Conflict Styles

The Poison of Contempt

Contempt is the single greatest predictor of divorce.

Contempt is more than anger or frustration. It's a stance of moral superiority, treating your spouse as beneath you. It communicates disgust and worthlessness. While criticism attacks behavior, contempt attacks her value as a person. Research has identified contempt as the single strongest predictor of divorce because it destroys the very foundation of respect that marriage requires.

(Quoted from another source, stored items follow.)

//! Server-streaming calls: one request payload, zero or more response
//! payloads (§4.3 "Server-streaming").

use super::support::{decode_or_internal, encode_or_internal, next_inbound, open_caller_stream, Inbound, ResponderCall};
use super::unary::ErasedHandler;
use super::{CallState, Half};
use crate::cancel::CancellationToken;
use crate::codec::BoxedCodec;
use crate::middleware::{CallContext, MiddlewareChain};
use crate::mux::Multiplexer;
use crate::status::{Status, StatusCode};
use crate::wire::{StreamId, TransportMessage};
use crate::{Error, Result};
use async_trait::async_trait;
use futures::Stream;
use std::future::Future;
use std::pin::Pin;
use std::sync::atomic::{AtomicBool, Ordering};
use std::sync::Arc;
use std::time::Duration;
use tokio::sync::mpsc;
use tokio_stream::wrappers::ReceiverStream;

/// The caller-visible surface for a server-streaming call (§4.4
/// `serverStream(...) -> LazyFiniteSequence<Response>`). A plain
/// `futures::Stream`; dropping it before the trailer is the caller's
/// cancellation path (§4.4 contract 3).
pub struct ResponseStream<Resp> {
    inner: ReceiverStream<Result<Resp>>,
    cancel: CancellationToken,
    mux: Arc<Multiplexer>,
    stream_id: StreamId,
}

impl<Resp> ResponseStream<Resp> {
    pub(crate) fn new(
        inner: ReceiverStream<Result<Resp>>,
        cancel: CancellationToken,
        mux: Arc<Multiplexer>,
        stream_id: StreamId,
    ) -> Self {
        ResponseStream { inner, cancel, mux, stream_id }
    }
}

impl<Resp> Stream for ResponseStream<Resp> {
    type Item = Result<Resp>;

    fn poll_next(
        mut self: Pin<&mut Self>,
        cx: &mut std::task::Context<'_>,
    ) -> std::task::Poll<Option<Self::Item>> {
        Pin::new(&mut self.inner).poll_next(cx)
    }
}

impl<Resp> Drop for ResponseStream<Resp> {
    fn drop(&mut self) {
        self.cancel.cancel();
        // `cancel` only stops *this side's* background task; the responder
        // is watching its own token, which nothing local can reach. Send a
        // reset across the wire so a dropped handle actually drives the
        // responder to a terminal state (§5) instead of leaving it running
        // an abandoned handler forever.
        let mux = self.mux.clone();
        let stream_id = self.stream_id;
        tokio::spawn(async move {
            let _ = mux
                .reset_stream(stream_id, Status::new(StatusCode::Cancelled, "caller dropped the response handle"))
                .await;
        });
    }
}

/// Open a server-streaming call: send the single request payload, then hand
/// back a lazily-pulled response sequence driven by a background task
/// (§4.4, §5 suspension point "pulling from a response sequence").
pub fn call_server_stream<Req, Resp>(
    mux: Arc<Multiplexer>,
    service: &str,
    method: &str,
    request: Req,
    request_codec: BoxedCodec<Req>,
    response_codec: BoxedCodec<Resp>,
    deadline: Option<Duration>,
    chain: MiddlewareChain,
    ctx: CallContext,
) -> Pin<Box<dyn Future<Output = Result<ResponseStream<Resp>>> + Send>>
where
    Req: Send + Sync + 'static,
    Resp: Send + Sync + 'static,
{
    let service = service.to_string();
    let method = method.to_string();
    Box::pin(async move {
        let (stream_id, inbox) = open_caller_stream(&mux, &service, &method, deadline).await?;
        let mut state = CallState::new();
        state.open();

        let bytes = encode_or_internal(request_codec.as_ref(), &request)?;
        mux.send_payload(stream_id, bytes, true).await?;
        state.end(Half::Local);

        let cancel = CancellationToken::new();
        let deadline_expired = deadline.map(|d| crate::cancel::arm_deadline(cancel.clone(), d));
        let (tx, rx) = mpsc::channel(16);
        let task_mux = mux.clone();
        let task_cancel = cancel.clone();
        tokio::spawn(async move {
            drive_caller_responses(
                task_mux,
                stream_id,
                inbox,
                response_codec,
                tx,
                task_cancel,
                deadline_expired,
                chain,
                ctx,
            )
            .await;
        });

        Ok(ResponseStream { inner: ReceiverStream::new(rx), cancel, mux: mux.clone(), stream_id })
    })
}

#[allow(clippy::too_many_arguments)]
async fn drive_caller_responses<Resp>(
    mux: Arc<Multiplexer>,
    stream_id: StreamId,
    mut inbox: mpsc::Receiver<TransportMessage>,
    response_codec: BoxedCodec<Resp>,
    tx: mpsc::Sender<Result<Resp>>,
    cancel: CancellationToken,
    deadline_expired: Option<Arc<AtomicBool>>,
    chain: MiddlewareChain,
    ctx: CallContext,
) where
    Resp: Send + 'static,
{
    loop {
        tokio::select! {
            biased;
            _ = cancel.cancelled() => {
                let _ = mux.finish_sending(stream_id).await;
                if deadline_expired.as_ref().map(|f| f.load(Ordering::Acquire)).unwrap_or(false) {
                    let _ = tx.send(Err(Error::DeadlineExceeded)).await;
                }
                break;
            }
            inbound = next_inbound(&mux, stream_id, &mut inbox, &chain, &ctx) => {
                match inbound {
                    Inbound::Metadata(_) => continue,
                    Inbound::Payload(bytes) => {
                        let item = decode_or_internal(response_codec.as_ref(), &bytes);
                        let stop = item.is_err();
                        if tx.send(item).await.is_err() || stop {
                            break;
                        }
                    }
                    Inbound::Direct(_) => {
                        let _ = tx.send(Err(Error::Protocol("unexpected direct-object frame".into()))).await;
                        break;
                    }
                    Inbound::Trailer(status) => {
                        if !status.is_ok() {
                            let _ = tx.send(Err(status.into())).await;
                        }
                        break;
                    }
                    Inbound::EndOfStream => break,
                    Inbound::Closed(status) => {
                        let _ = tx.send(Err(status.into())).await;
                        break;
                    }
                }
            }
        }
    }
    mux.release_stream_id(stream_id);
}

/// A registered server-streaming handler: takes the single request and
/// returns an outbound `Stream` of responses (§4.5).
pub struct ServerStreamHandler<Req, Resp> {
    request_codec: BoxedCodec<Req>,
    response_codec: BoxedCodec<Resp>,
    #[allow(clippy::type_complexity)]
    handler: Box<
        dyn Fn(Req) -> Pin<Box<dyn Stream<Item = Result<Resp>> + Send>> + Send + Sync,
    >,
}

impl<Req, Resp> ServerStreamHandler<Req, Resp>
where
    Req: Send + Sync + 'static,
    Resp: Send + Sync + 'static,
{
    pub(crate) fn contract_codecs(&self) -> crate::contract::ErasedCodecs {
        crate::contract::ErasedCodecs::new(self.request_codec.clone(), self.response_codec.clone())
    }

    pub fn new<F, S>(request_codec: BoxedCodec<Req>, response_codec: BoxedCodec<Resp>, handler: F) -> Self
    where
        F: Fn(Req) -> S + Send + Sync + 'static,
        S: Stream<Item = Result<Resp>> + Send + 'static,
    {
        ServerStreamHandler {
            request_codec,
            response_codec,
            handler: Box::new(move |req| Box::pin(handler(req))),
        }
    }
}

#[async_trait]
impl<Req, Resp> ErasedHandler for ServerStreamHandler<Req, Resp>
where
    Req: Send + Sync + 'static,
    Resp: Send + Sync + 'static,
{
    async fn dispatch(
        &self,
        mut call: ResponderCall,
        mut inbox: mpsc::Receiver<TransportMessage>,
        chain: &MiddlewareChain,
        ctx: &CallContext,
    ) -> Status {
        use futures::StreamExt;

        let mux = call.mux.clone();
        let stream_id = call.stream_id;

        let request = match read_single_request(&mux, stream_id, &mut inbox, &self.request_codec, chain, ctx).await {
            Ok(req) => req,
            Err(err) => {
                let status = err.to_status();
                let _ = call.send_trailer(status.clone()).await;
                mux.release_stream_id(stream_id);
                return status;
            }
        };

        // The single request frame is already consumed, so nothing else is
        // expected on this stream's inbound half — except a caller-sent
        // reset (§5) or the multiplexer tearing the stream down. Keep
        // watching for that concurrently with producing the outbound
        // sequence below; `call.cancel` has nothing else to drive it once
        // the caller side has dropped its handle.
        let watch_cancel = call.cancel.clone();
        let watch_mux = mux.clone();
        let watch_chain = chain.clone();
        let watch_ctx = ctx.clone();
        tokio::spawn(async move {
            next_inbound(&watch_mux, stream_id, &mut inbox, &watch_chain, &watch_ctx).await;
            watch_cancel.cancel();
        });

        let mut stream = (self.handler)(request);
        let final_status = loop {
            let next = tokio::select! {
                biased;
                _ = call.cancel.cancelled() => break call.cancellation_status(),
                item = stream.next() => item,
            };
            match next {
                Some(Ok(item)) => match encode_or_internal(self.response_codec.as_ref(), &item) {
                    Ok(bytes) => {
                        if let Err(err) = call.send_response_payload(bytes).await {
                            break err.to_status();
                        }
                    }
                    Err(err) => break err.to_status(),
                },
                Some(Err(err)) => break err.to_status(),
                None => break Status::ok(),
            }
        };
        let _ = call.send_trailer(final_status.clone()).await;
        mux.release_stream_id(stream_id);
        final_status
    }
}

#[cfg(test)]
mod tests {
    use crate::codec::FnCodec;
    use crate::endpoint::{Endpoint, EndpointConfig};
    use crate::status::StatusCode;
    use crate::transport::inmemory::InMemoryTransport;
    use bytes::Bytes;
    use futures::StreamExt;
    use std::sync::Arc;
    use std::time::Duration;

    fn i32_codec() -> crate::codec::BoxedCodec<i32> {
        Arc::new(FnCodec::new(
            |n: &i32| Ok(Bytes::copy_from_slice(&n.to_le_bytes())),
            |b: &[u8]| {
                let arr: [u8; 4] = b.try_into().map_err(|_| crate::Error::Codec("bad i32 length".into()))?;
                Ok(i32::from_le_bytes(arr))
            },
        ))
    }

    #[tokio::test]
    async fn handler_that_never_yields_completes_an_empty_sequence() {
        let (caller_transport, responder_transport) = InMemoryTransport::pair();
        let caller = Endpoint::new(Arc::new(caller_transport), EndpointConfig::default());
        let responder = Endpoint::new(Arc::new(responder_transport), EndpointConfig::default());

        responder
            .responder()
            .register_server_stream(
                "Count",
                "Never",
                super::ServerStreamHandler::new(i32_codec(), i32_codec(), |_: i32| futures::stream::empty()),
            )
            .unwrap();

        let mut stream = caller
            .caller()
            .server_stream::<i32, i32>("Count", "Never", 0, i32_codec(), i32_codec())
            .await
            .unwrap();
        assert!(stream.next().await.is_none());
    }

    #[tokio::test]
    async fn deadline_exceeded_when_handler_outlives_it() {
        let (caller_transport, responder_transport) = InMemoryTransport::pair();
        let caller = Endpoint::new(Arc::new(caller_transport), EndpointConfig::default());
        let responder = Endpoint::new(Arc::new(responder_transport), EndpointConfig::default());

        responder
            .responder()
            .register_server_stream(
                "Count",
                "Slow",
                super::ServerStreamHandler::new(i32_codec(), i32_codec(), |_: i32| {
                    futures::stream::once(async {
                        tokio::time::sleep(Duration::from_secs(10)).await;
                        Ok(1)
                    })
                }),
            )
            .unwrap();

        let mut stream = caller
            .caller()
            .server_stream_with_deadline::<i32, i32>(
                "Count",
                "Slow",
                0,
                i32_codec(),
                i32_codec(),
                Duration::from_millis(20),
            )
            .await
            .unwrap();

        let first = stream.next().await.unwrap();
        assert_eq!(first.unwrap_err().to_status().code, StatusCode::DeadlineExceeded);
    }
}

async fn read_single_request<Req>(
    mux: &Multiplexer,
    stream_id: StreamId,
    inbox: &mut mpsc::Receiver<TransportMessage>,
    request_codec: &BoxedCodec<Req>,
    chain: &MiddlewareChain,
    ctx: &CallContext,
) -> Result<Req> {
    loop {
        match next_inbound(mux, stream_id, inbox, chain, ctx).await {
            Inbound::Metadata(_) => continue,
            Inbound::Payload(bytes) => return decode_or_internal(request_codec.as_ref(), &bytes),
            Inbound::Direct(_) => return Err(Error::Protocol("unexpected direct-object frame".into())),
            Inbound::EndOfStream => {
                return Err(Error::Protocol("server-stream handler observed no request payload".into()))
            }
            Inbound::Trailer(_) => {
                return Err(Error::Protocol("server-stream handler observed a trailer on its inbound half".into()))
            }
            Inbound::Closed(status) => return Err(status.into()),
        }
    }
}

Contempt doesn't arrive overnight. It builds from unresolved resentment, accumulated frustrations, and a mental habit of focusing on your spouse's failings rather than strengths.

What Contempt Looks Like

  • Eye rolling, sneering, mocking
  • Sarcasm and hostile humor
  • Name-calling
  • Mimicking or imitating to ridicule
  • Speaking with disgust
  • Acting superior, treating her as inferior
Contempt says "I'm better than you." It poisons every interaction because it attacks who she is, not what she did. You can't build intimacy with someone you look down on.

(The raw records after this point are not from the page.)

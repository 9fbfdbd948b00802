//! Stream multiplexer (§4.2): routes inbound frames from one [`Transport`]
//! into per-stream inboxes, allocates stream IDs, and enforces the
//! transport-close → synthetic-`UNAVAILABLE` invariant.

use crate::metadata::Metadata;
use crate::status::{Status, StatusCode};
use crate::transport::Transport;
use crate::wire::{Frame, StreamId, TransportMessage};
use crate::Result;
use bytes::Bytes;
use std::collections::HashMap;
use std::sync::atomic::{AtomicBool, Ordering};
use std::sync::{Arc, Mutex};
use tokio::sync::mpsc;
use tokio::task::JoinHandle;
use tracing::{debug, trace, warn};

/// Configuration for a [`Multiplexer`], per §5's bounded-watermark
/// requirement.
#[derive(Debug, Clone)]
pub struct MultiplexerConfig {
    /// Per-stream inbox capacity. When a producer would exceed this, the
    /// runtime drops that stream with `RESOURCE_EXHAUSTED` (§5) rather than
    /// blocking the multiplexer's single dispatch loop.
    pub inbox_capacity: usize,
}

impl Default for MultiplexerConfig {
    fn default() -> Self {
        MultiplexerConfig { inbox_capacity: 64 }
    }
}

struct Inbox {
    tx: mpsc::Sender<TransportMessage>,
    rx: Mutex<Option<mpsc::Receiver<TransportMessage>>>,
}

struct MuxState {
    transport: Arc<dyn Transport>,
    config: MultiplexerConfig,
    inboxes: Mutex<HashMap<StreamId, Arc<Inbox>>>,
    /// Terminal status recorded when an inbox was closed abnormally (by the
    /// multiplexer, not by the peer sending a real trailer) — resource
    /// exhaustion or a transport-level close. A stream's owning state
    /// machine consults this when its inbox closes without ever having
    /// observed trailing metadata.
    aborted: Mutex<HashMap<StreamId, Status>>,
    new_streams_tx: mpsc::UnboundedSender<StreamId>,
    new_streams_rx: Mutex<Option<mpsc::UnboundedReceiver<StreamId>>>,
    closed: AtomicBool,
}

/// Routes inbound frames to per-stream inboxes and fans outbound
/// operations through to the underlying transport (§4.2).
pub struct Multiplexer {
    state: Arc<MuxState>,
    dispatch_task: Mutex<Option<JoinHandle<()>>>,
}

impl Multiplexer {
    pub fn new(transport: Arc<dyn Transport>, config: MultiplexerConfig) -> Arc<Multiplexer> {
        let (new_streams_tx, new_streams_rx) = mpsc::unbounded_channel();
        let state = Arc::new(MuxState {
            transport,
            config,
            inboxes: Mutex::new(HashMap::new()),
            aborted: Mutex::new(HashMap::new()),
            new_streams_tx,
            new_streams_rx: Mutex::new(Some(new_streams_rx)),
            closed: AtomicBool::new(false),
        });

        let dispatch_state = state.clone();
        let mut incoming = dispatch_state.transport.incoming_frames();
        let task = tokio::spawn(async move {
            while let Some(msg) = incoming.recv().await {
                dispatch_state.route(msg);
            }
            dispatch_state.shutdown(StatusCode::Unavailable, "transport connection closed");
        });

        Arc::new(Multiplexer { state, dispatch_task: Mutex::new(Some(task)) })
    }

    /// Allocate a fresh stream ID and register its inbox (§4.2
    /// `createStream()`).
    pub fn create_stream(&self) -> StreamId {
        let id = self.state.transport.create_stream();
        self.state.register_inbox(id);
        trace!(stream = %id, "allocated stream");
        id
    }

    /// Take ownership of the inbox receiver for `stream_id` (§4.2
    /// `messagesFor`). Valid for a locally-allocated stream immediately
    /// after `create_stream`, or for a remote-initiated stream after it has
    /// been observed via [`Multiplexer::accept`].
    pub fn messages_for(&self, stream_id: StreamId) -> Option<mpsc::Receiver<TransportMessage>> {
        let inboxes = self.state.inboxes.lock().unwrap();
        let inbox = inboxes.get(&stream_id)?;
        inbox.rx.lock().unwrap().take()
    }

    /// If this stream's inbox was closed by the multiplexer itself (not by
    /// a real trailer from the peer), the status it was closed with.
    pub fn take_abort_status(&self, stream_id: StreamId) -> Option<Status> {
        self.state.aborted.lock().unwrap().remove(&stream_id)
    }

    /// Wait for the next remote-initiated stream (§4.5 dispatch). Returns
    /// `None` once the multiplexer is closed and no further streams will
    /// arrive.
    pub async fn accept(&self) -> Option<StreamId> {
        let mut rx = self.state.new_streams_rx.lock().unwrap().take()?;
        let result = rx.recv().await;
        *self.state.new_streams_rx.lock().unwrap() = Some(rx);
        result
    }

    pub async fn send_metadata(&self, stream_id: StreamId, metadata: Metadata, end_stream: bool) -> Result<()> {
        self.state.transport.send_metadata(stream_id, metadata, end_stream).await
    }

    pub async fn send_payload(&self, stream_id: StreamId, bytes: Bytes, end_stream: bool) -> Result<()> {
        self.state.transport.send_payload(stream_id, bytes, end_stream).await
    }

    pub async fn send_direct(
        &self,
        stream_id: StreamId,
        object: crate::wire::DirectObject,
        end_stream: bool,
    ) -> Result<()> {
        self.state.transport.send_direct(stream_id, object, end_stream).await
    }

    pub async fn finish_sending(&self, stream_id: StreamId) -> Result<()> {
        self.state.transport.finish_sending(stream_id).await
    }

    /// Send a peer-visible abort for `stream_id` (§5). Used by a caller
    /// handle's `Drop` to tell the responder it can stop producing, since
    /// a local-only `CancellationToken` never crosses the wire on its own.
    pub async fn reset_stream(&self, stream_id: StreamId, status: Status) -> Result<()> {
        self.state.transport.reset(stream_id, status).await
    }

    /// Release a stream ID once both directions have reached a terminal
    /// state. Returns `false` if already released (§4.2).
    pub fn release_stream_id(&self, stream_id: StreamId) -> bool {
        self.state.inboxes.lock().unwrap().remove(&stream_id);
        self.state.aborted.lock().unwrap().remove(&stream_id);
        self.state.transport.release_stream_id(stream_id)
    }

    pub fn supports_zero_copy(&self) -> bool {
        self.state.transport.supports_zero_copy()
    }

    /// Close the multiplexer: every still-open inbox is closed with a
    /// synthetic `UNAVAILABLE` trailer (§4.2), and the transport itself is
    /// closed.
    pub async fn close(&self) {
        self.state.transport.close().await;
        self.state.shutdown(StatusCode::Unavailable, "multiplexer closed");
        if let Some(task) = self.dispatch_task.lock().unwrap().take() {
            task.abort();
        }
    }
}

impl MuxState {
    fn register_inbox(&self, stream_id: StreamId) {
        let (tx, rx) = mpsc::channel(self.config.inbox_capacity.max(1));
        let inbox = Arc::new(Inbox { tx, rx: Mutex::new(Some(rx)) });
        self.inboxes.lock().unwrap().insert(stream_id, inbox);
    }

    fn route(&self, msg: TransportMessage) {
        let stream_id = msg.stream_id;
        let inbox = {
            let inboxes = self.inboxes.lock().unwrap();
            inboxes.get(&stream_id).cloned()
        };

        let inbox = match inbox {
            Some(inbox) => inbox,
            None if msg.frame.is_metadata() => {
                // First frame for a previously-unseen ID: a remote-initiated
                // stream announcing itself (§6).
                self.register_inbox(stream_id);
                let inbox = self.inboxes.lock().unwrap().get(&stream_id).cloned().unwrap();
                if self.new_streams_tx.send(stream_id).is_err() {
                    debug!(stream = %stream_id, "no responder listening for new streams");
                }
                inbox
            }
            None => {
                // §4.2 invariant (a): a frame for a stream never allocated
                // or announced. Drop it; this is a peer protocol violation,
                // not something the multiplexer can recover a stream from.
                warn!(stream = %stream_id, "dropping frame for unknown stream");
                return;
            }
        };

        match inbox.tx.try_send(msg) {
            Ok(()) => {}
            Err(tokio::sync::mpsc::error::TrySendError::Full(_)) => {
                warn!(stream = %stream_id, "inbox watermark exceeded, aborting stream");
                self.abort_stream(stream_id, StatusCode::ResourceExhausted, "inbox backpressure watermark exceeded");
            }
            Err(tokio::sync::mpsc::error::TrySendError::Closed(_)) => {
                trace!(stream = %stream_id, "inbox receiver already dropped");
            }
        }
    }

    fn abort_stream(&self, stream_id: StreamId, code: StatusCode, message: &str) {
        self.aborted
            .lock()
            .unwrap()
            .insert(stream_id, Status::new(code, message.to_string()));
        self.inboxes.lock().unwrap().remove(&stream_id);
    }

    /// §4.2: "After close(), all in-flight inboxes are closed with an
    /// UNAVAILABLE synthetic trailer."
    fn shutdown(&self, code: StatusCode, message: &str) {
        if self.closed.swap(true, Ordering::AcqRel) {
            return;
        }
        let stale: Vec<StreamId> = self.inboxes.lock().unwrap().keys().copied().collect();
        for stream_id in stale {
            self.abort_stream(stream_id, code, message);
        }
    }
}

#[cfg(test)]
mod tests {
    use super::*;
    use crate::transport::inmemory::InMemoryTransport;

    #[tokio::test]
    async fn create_stream_registers_an_inbox() {
        let (caller_transport, _responder_transport) = InMemoryTransport::pair();
        let mux = Multiplexer::new(Arc::new(caller_transport), MultiplexerConfig::default());
        let stream_id = mux.create_stream();
        assert!(mux.messages_for(stream_id).is_some());
    }

    #[tokio::test]
    async fn unannounced_frame_is_dropped_not_delivered() {
        let (caller_transport, responder_transport) = InMemoryTransport::pair();
        let caller_transport = Arc::new(caller_transport);
        let mux = Multiplexer::new(caller_transport.clone(), MultiplexerConfig::default());

        // Responder sends a payload for a stream id the caller mux never
        // allocated or was told about.
        responder_transport
            .send_payload(StreamId(2), Bytes::from_static(b"x"), false)
            .await
            .unwrap();

        tokio::time::sleep(std::time::Duration::from_millis(20)).await;
        assert!(mux.messages_for(StreamId(2)).is_none());
    }

    #[tokio::test]
    async fn remote_initiated_stream_is_observable_via_accept() {
        let (caller_transport, responder_transport) = InMemoryTransport::pair();
        let responder_transport = Arc::new(responder_transport);
        let responder_mux = Multiplexer::new(responder_transport, MultiplexerConfig::default());

        caller_transport
            .send_metadata(StreamId(1), Metadata::for_method_path("Echo", "Say"), false)
            .await
            .unwrap();

        let accepted = responder_mux.accept().await;
        assert_eq!(accepted, Some(StreamId(1)));
    }

    #[tokio::test]
    async fn close_aborts_live_streams_with_unavailable() {
        let (caller_transport, _responder_transport) = InMemoryTransport::pair();
        let mux = Multiplexer::new(Arc::new(caller_transport), MultiplexerConfig::default());
        let stream_id = mux.create_stream();
        mux.close().await;
        assert_eq!(
            mux.take_abort_status(stream_id).map(|s| s.code),
            Some(StatusCode::Unavailable)
        );
    }
}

Why Contempt is So Destructive

Attacks identity: It doesn't say "you did wrong" but "you are worthless."

Destroys safety: No one can be vulnerable with someone who holds them in contempt.

Breeds contempt: It tends to be reciprocated, creating a toxic spiral.

Corrodes health: Research links contempt to weakened immune systems in both spouses.

The Antidote: Building a Culture of Appreciation

Contempt is rooted in a negative mental habit of scanning for what's wrong. The antidote is deliberately building appreciation: noticing what's good, expressing gratitude, remembering why you married her, focusing on strengths rather than failures.

Rooting Out Contempt

Examine your thoughts: What narrative are you telling yourself about her?

Practice appreciation: Daily gratitude for specific things she does.

Address resentment: Contempt grows from unprocessed hurt. Deal with it.

Speak with respect: Even in conflict, maintain basic dignity.

Your Action Steps

This week: Notice any contempt in how you think about or speak to your wife.

This month: Daily, express genuine appreciation for something specific.

This quarter: Address any underlying resentment that's feeding contempt.